A 15-year-old boy has been killed and 14 other people have been wounded in two suspected bomb attacks at bus stops in Jerusalem, Israeli police say.
The explosions happened at two busy areas on the outskirts of the city as people were heading to work.
The teenager who died was an Israeli-Canadian Jewish seminary student named Aryeh Schupak.
Israel’s prime minister said it was an attack that was “different from what we have seen in recent years”.
The atmosphere feels volatile in a year of intensifying violence, as Palestinian gun and knife attacks have targeted Israelis, and Israeli military raids have killed Palestinian gunmen and civilians in the occupied West Bank.
No group has so far said it was behind the blasts. However, the Palestinian militant groups Hamas and Islamic Jihad both praised the perpetrators of what they referred to as the “operation”.
The first explosion happened in Givat Shaul, close to the main entrance to Jerusalem, just after 07:00 (05:00 GMT) on Wednesday.
Israeli medics said the blast wounded 12 people, including the teenage boy who died later at the Shaare Zedek Medical Center.
About 30 minutes later, there was a second blast in Ramot Junction, another entrance to the city. It left three people with minor injuries.
At the scene of the first explosion, the pavement was scattered with debris. Masked Israeli security forces sealed off the site, while the pieces of a badly damaged bicycle were put into forensics bags.
One man from a Jewish ultra-Orthodox neighbourhood opposite told the BBC that he was woken as his building shook. Many of those waiting for buses were apparently from the community.
A small protest was also taking place with a sign held by young Israeli men calling for “revenge”.
The head of the Israeli police’s operations division, Deputy Commissioner Sigal Bar Zvi, said the bombs were made with “high quality” explosives and that they were placed in a bush and behind a wall at the bus stops.
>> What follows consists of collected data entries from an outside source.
//! Graph of the classes and members the weaver knows about
//!
//! Classes come from three places: class files being woven, a small built-in model of the Java
//! standard library, and placeholders for names that are referenced but were never supplied.
//! The last sort is what makes static type questions undecidable, so queries about them answer
//! `None` rather than guessing.

use super::code::InvokeType;
use super::{
    BinaryName, ClassAccessFlags, FieldAccessFlags, FieldRef, FieldType, MethodAccessFlags,
    MethodDescriptor, MethodRef, Name, RefType, RenderDescriptor, UnqualifiedName,
};
use crate::util::RefId;
use elsa::map::FrozenMap;
use elsa::FrozenVec;
use std::cell::RefCell;
use std::fmt;
use std::fmt::Debug;
use typed_arena::Arena;

mod annotations;
mod assignable;
mod library;

pub use annotations::*;
pub use assignable::*;
pub use library::*;

pub type ClassId<'g> = RefId<'g, ClassData<'g>>;
pub type MethodId<'g> = RefId<'g, MethodData<'g>>;
pub type FieldId<'g> = RefId<'g, FieldData<'g>>;

pub struct ClassGraphArenas<'g> {
    class_arena: Arena<ClassData<'g>>,
    method_arena: Arena<MethodData<'g>>,
    field_arena: Arena<FieldData<'g>>,
}

impl<'g> ClassGraphArenas<'g> {
    pub fn new() -> Self {
        ClassGraphArenas {
            class_arena: Arena::new(),
            method_arena: Arena::new(),
            field_arena: Arena::new(),
        }
    }
}

impl<'g> Default for ClassGraphArenas<'g> {
    fn default() -> Self {
        ClassGraphArenas::new()
    }
}

/// Tracks the relationships between classes/interfaces and the members on those classes
///
/// Everything is allocated in arenas that outlive the graph, so handles can be copied freely and
/// classes can gain members (eg. a cflow counter field) while other parts of the weaver hold on
/// to them.
pub struct ClassGraph<'g> {
    arenas: &'g ClassGraphArenas<'g>,
    classes: FrozenMap<BinaryName, &'g ClassData<'g>>,

    /// Classes in the order they were added
    class_order: RefCell<Vec<ClassId<'g>>>,
}

impl<'g> ClassGraph<'g> {
    /// New empty graph
    pub fn new(arenas: &'g ClassGraphArenas<'g>) -> Self {
        ClassGraph {
            arenas,
            classes: FrozenMap::new(),
            class_order: RefCell::new(vec![]),
        }
    }

    pub fn lookup_class(&self, name: &BinaryName) -> Option<ClassId<'g>> {
        self.classes.map_get(name, |class| RefId(*class))
    }

    /// Look up a class, adding a placeholder if it isn't known
    pub fn lookup_or_missing(&self, name: &BinaryName) -> ClassId<'g> {
        match self.lookup_class(name) {
            Some(class) => class,
            None => {
                log::debug!("Class {} is not available, treating it as missing", name);
                self.add_class(ClassData::missing(name.clone()))
            }
        }
    }

    /// Resolve every class in a reference type
    pub fn resolve_ref_type(&self, ref_type: &RefType<BinaryName>) -> RefType<ClassId<'g>> {
        ref_type.map(|name| self.lookup_or_missing(name))
    }

    pub fn resolve_field_type(&self, field_type: &FieldType<BinaryName>) -> FieldType<ClassId<'g>> {
        field_type.map(|name| self.lookup_or_missing(name))
    }

    /// Add a new class to the class graph
    ///
    /// If there is already a class of the same name, that class is returned instead.
    pub fn add_class(&self, data: ClassData<'g>) -> ClassId<'g> {
        if let Some(existing) = self.lookup_class(&data.name) {
            log::warn!("Class {} is already in the class graph", data.name);
            return existing;
        }
        let data = &*self.arenas.class_arena.alloc(data);
        self.classes.insert(data.name.clone(), data);
        self.class_order.borrow_mut().push(RefId(data));
        RefId(data)
    }

    /// Add a field to the class graph and to its class
    pub fn add_field(&self, field: FieldData<'g>) -> FieldId<'g> {
        let data = &*self.arenas.field_arena.alloc(field);
        data.class.fields.push(data);
        RefId(data)
    }

    /// Add a method to the class graph and to its class
    ///
    /// Adding a method with the same name and descriptor as an existing one returns the existing
    /// method.
    pub fn add_method(&self, method: MethodData<'g>) -> MethodId<'g> {
        if let Some(m) = method.class.declared_method(&method.name, &method.descriptor) {
            m
        } else {
            let data = &*self.arenas.method_arena.alloc(method);
            data.class.methods.push(data);
            RefId(data)
        }
    }

    /// Every known class, in the order they were added
    pub fn classes(&self) -> Vec<ClassId<'g>> {
        self.class_order.borrow().clone()
    }
}

/// Where the definition of a class came from
#[derive(Copy, Clone, PartialEq, Eq, Hash, Debug)]
pub enum ClassOrigin {
    /// Read from a class file being woven
    Woven,

    /// Part of the built-in model of the standard library
    Library,

    /// Referenced but never defined, so nothing is known about its super types or members
    Missing,
}

pub struct ClassData<'g> {
    /// Name of the class
    pub name: BinaryName,

    pub origin: ClassOrigin,

    /// Superclass is only ever missing for `java/lang/Object` itself (or for missing classes)
    pub superclass: Option<ClassId<'g>>,

    /// Interfaces implemented (or super-interfaces)
    pub interfaces: Vec<ClassId<'g>>,

    pub access_flags: ClassAccessFlags,

    /// Annotations declared on the class
    pub annotations: Vec<AnnotationData>,

    /// Methods
    pub methods: FrozenVec<&'g MethodData<'g>>,

    /// Fields
    pub fields: FrozenVec<&'g FieldData<'g>>,
}

impl<'g> ClassData<'g> {
    pub fn new(
        name: BinaryName,
        origin: ClassOrigin,
        superclass: Option<ClassId<'g>>,
        interfaces: Vec<ClassId<'g>>,
        access_flags: ClassAccessFlags,
    ) -> ClassData<'g> {
        ClassData {
            name,
            origin,
            superclass,
            interfaces,
            access_flags,
            annotations: vec![],
            methods: FrozenVec::new(),
            fields: FrozenVec::new(),
        }
    }

    /// Placeholder for a class that was never defined
    pub fn missing(name: BinaryName) -> ClassData<'g> {
        ClassData::new(
            name,
            ClassOrigin::Missing,
            None,
            vec![],
            ClassAccessFlags::PUBLIC,
        )
    }

    pub fn is_interface(&self) -> bool {
        self.access_flags.contains(ClassAccessFlags::INTERFACE)
    }

    pub fn is_missing(&self) -> bool {
        self.origin == ClassOrigin::Missing
    }

    /// Is there an annotation of this type on the class?
    pub fn has_annotation(&self, annotation: &BinaryName) -> bool {
        self.annotations.iter().any(|a| &a.type_name == annotation)
    }

    pub fn annotation(&self, annotation: &BinaryName) -> Option<&AnnotationData> {
        self.annotations.iter().find(|a| &a.type_name == annotation)
    }
}

impl<'g> ClassId<'g> {
    /// Method declared directly on this class
    pub fn declared_method(
        self,
        name: &UnqualifiedName,
        descriptor: &MethodDescriptor<BinaryName>,
    ) -> Option<MethodId<'g>> {
        self.0
            .methods
            .iter()
            .find(|m| &m.name == name && &m.descriptor == descriptor)
            .map(RefId)
    }

    /// Field declared directly on this class
    pub fn declared_field(self, name: &UnqualifiedName) -> Option<FieldId<'g>> {
        self.0.fields.iter().find(|f| &f.name == name).map(RefId)
    }

    /// Resolve a method by searching this class, then its superclasses, then interfaces
    ///
    /// Returns `None` if the method isn't found (which may be because part of the hierarchy is
    /// missing).
    pub fn find_method(
        self,
        name: &UnqualifiedName,
        descriptor: &MethodDescriptor<BinaryName>,
    ) -> Option<MethodId<'g>> {
        let mut next = Some(self);
        while let Some(class) = next {
            if let Some(method) = class.declared_method(name, descriptor) {
                return Some(method);
            }
            next = class.superclass;
        }
        self.all_supertypes()
            .into_iter()
            .filter(|c| c.is_interface())
            .find_map(|interface| interface.declared_method(name, descriptor))
    }

    /// Resolve a field by searching this class, its interfaces, then its superclasses
    pub fn find_field(self, name: &UnqualifiedName) -> Option<FieldId<'g>> {
        let mut next = Some(self);
        while let Some(class) = next {
            if let Some(field) = class.declared_field(name) {
                return Some(field);
            }
            for interface in &class.interfaces {
                if let Some(field) = interface.find_field(name) {
                    return Some(field);
                }
            }
            next = class.superclass;
        }
        None
    }

    /// This class followed by every transitive super type, without duplicates
    pub fn all_supertypes(self) -> Vec<ClassId<'g>> {
        let mut visited: Vec<ClassId<'g>> = vec![self];
        let mut idx = 0;
        while idx < visited.len() {
            let class = visited[idx];
            for super_type in class.superclass.iter().chain(class.interfaces.iter()) {
                if !visited.contains(super_type) {
                    visited.push(*super_type);
                }
            }
            idx += 1;
        }
        visited
    }

    /// Is the full chain of super types known?
    pub fn is_hierarchy_complete(self) -> bool {
        self.all_supertypes().iter().all(|c| !c.is_missing())
    }
}

impl<'g> PartialEq for ClassData<'g> {
    fn eq(&self, other: &ClassData<'g>) -> bool {
        self.name == other.name
    }
}

impl<'g> Eq for ClassData<'g> {}

impl<'g> RenderDescriptor for ClassData<'g> {
    fn render_to(&self, write_to: &mut String) {
        self.name.render_to(write_to)
    }
}

impl<'g> Debug for ClassData<'g> {
    fn fmt(&self, f: &mut fmt::Formatter<'_>) -> fmt::Result {
        f.write_str(self.name.as_str())
    }
}

pub struct MethodData<'g> {
    /// Class
    pub class: ClassId<'g>,

    /// Name of the method
    pub name: UnqualifiedName,

    /// Type of the method
    pub descriptor: MethodDescriptor<BinaryName>,

    pub access_flags: MethodAccessFlags,

    /// Annotations declared on the method
    pub annotations: Vec<AnnotationData>,
}

impl<'g> MethodData<'g> {
    pub fn is_static(&self) -> bool {
        self.access_flags.contains(MethodAccessFlags::STATIC)
    }

    pub fn is_init(&self) -> bool {
        self.name == UnqualifiedName::INIT
    }

    pub fn has_annotation(&self, annotation: &BinaryName) -> bool {
        self.annotations.iter().any(|a| &a.type_name == annotation)
    }

    /// Symbolic reference to the method, as its own class would refer to it
    pub fn as_ref(&self) -> MethodRef {
        MethodRef {
            class: RefType::Object(self.class.name.clone()),
            name: self.name.clone(),
            descriptor: self.descriptor.clone(),
            is_interface: self.class.is_interface(),
        }
    }

    /// With the exception of `invokespecial` vs. `invokevirtual`, there is usually only one valid
    /// way to invoke a method. This function finds it.
    pub fn infer_invoke_type(&self) -> InvokeType {
        InvokeType::infer(self.is_static(), self.class.is_interface(), &self.as_ref())
    }
}

impl<'g> Debug for MethodData<'g> {
    fn fmt(&self, f: &mut fmt::Formatter<'_>) -> fmt::Result {
        f.write_fmt(format_args!(
            "{}.{}:{}",
            self.class.name.as_str(),
            self.name.as_str(),
            self.descriptor.render(),
        ))
    }
}

pub struct FieldData<'g> {
    /// Class
    ///
    /// Note: this is a pointer back to the class (so don't derive `Debug`)
    pub class: ClassId<'g>,

    /// Name of the field
    pub name: UnqualifiedName,

    /// Type of the field
    pub descriptor: FieldType<BinaryName>,

    pub access_flags: FieldAccessFlags,

    /// Annotations declared on the field
    pub annotations: Vec<AnnotationData>,
}

impl<'g> FieldData<'g> {
    pub fn is_static(&self) -> bool {
        self.access_flags.contains(FieldAccessFlags::STATIC)
    }

    pub fn has_annotation(&self, annotation: &BinaryName) -> bool {
        self.annotations.iter().any(|a| &a.type_name == annotation)
    }

    pub fn as_ref(&self) -> FieldRef {
        FieldRef {
            class: self.class.name.clone(),
            name: self.name.clone(),
            descriptor: self.descriptor.clone(),
        }
    }
}

impl<'g> Debug for FieldData<'g> {
    fn fmt(&self, f: &mut fmt::Formatter<'_>) -> fmt::Result {
        f.write_fmt(format_args!(
            "{}.{}:{}",
            self.class.name.as_str(),
            self.name.as_str(),
            self.descriptor.render(),
        ))
    }
}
Given the nature of the attacks, she added, investigators suspect they were masterminded by an organised cell.
Israeli media cited security sources as saying that both devices contained nails and were likely to have been detonated remotely.
Following a meeting with Israel’s security chiefs, outgoing Prime Minister Yair Lapid said Aryeh Schupak “was a boy who never wronged anyone in the world, and he was murdered simply because he was Jewish”.
He also pledged that security forces would “find these heinous terrorists, those behind them and those who provided them with weapons”.
“I want to say to the citizens of Israel: We will find them. They can run, they can hide – it won’t help them; the security forces will reach them. If they resist, they will be eliminated.”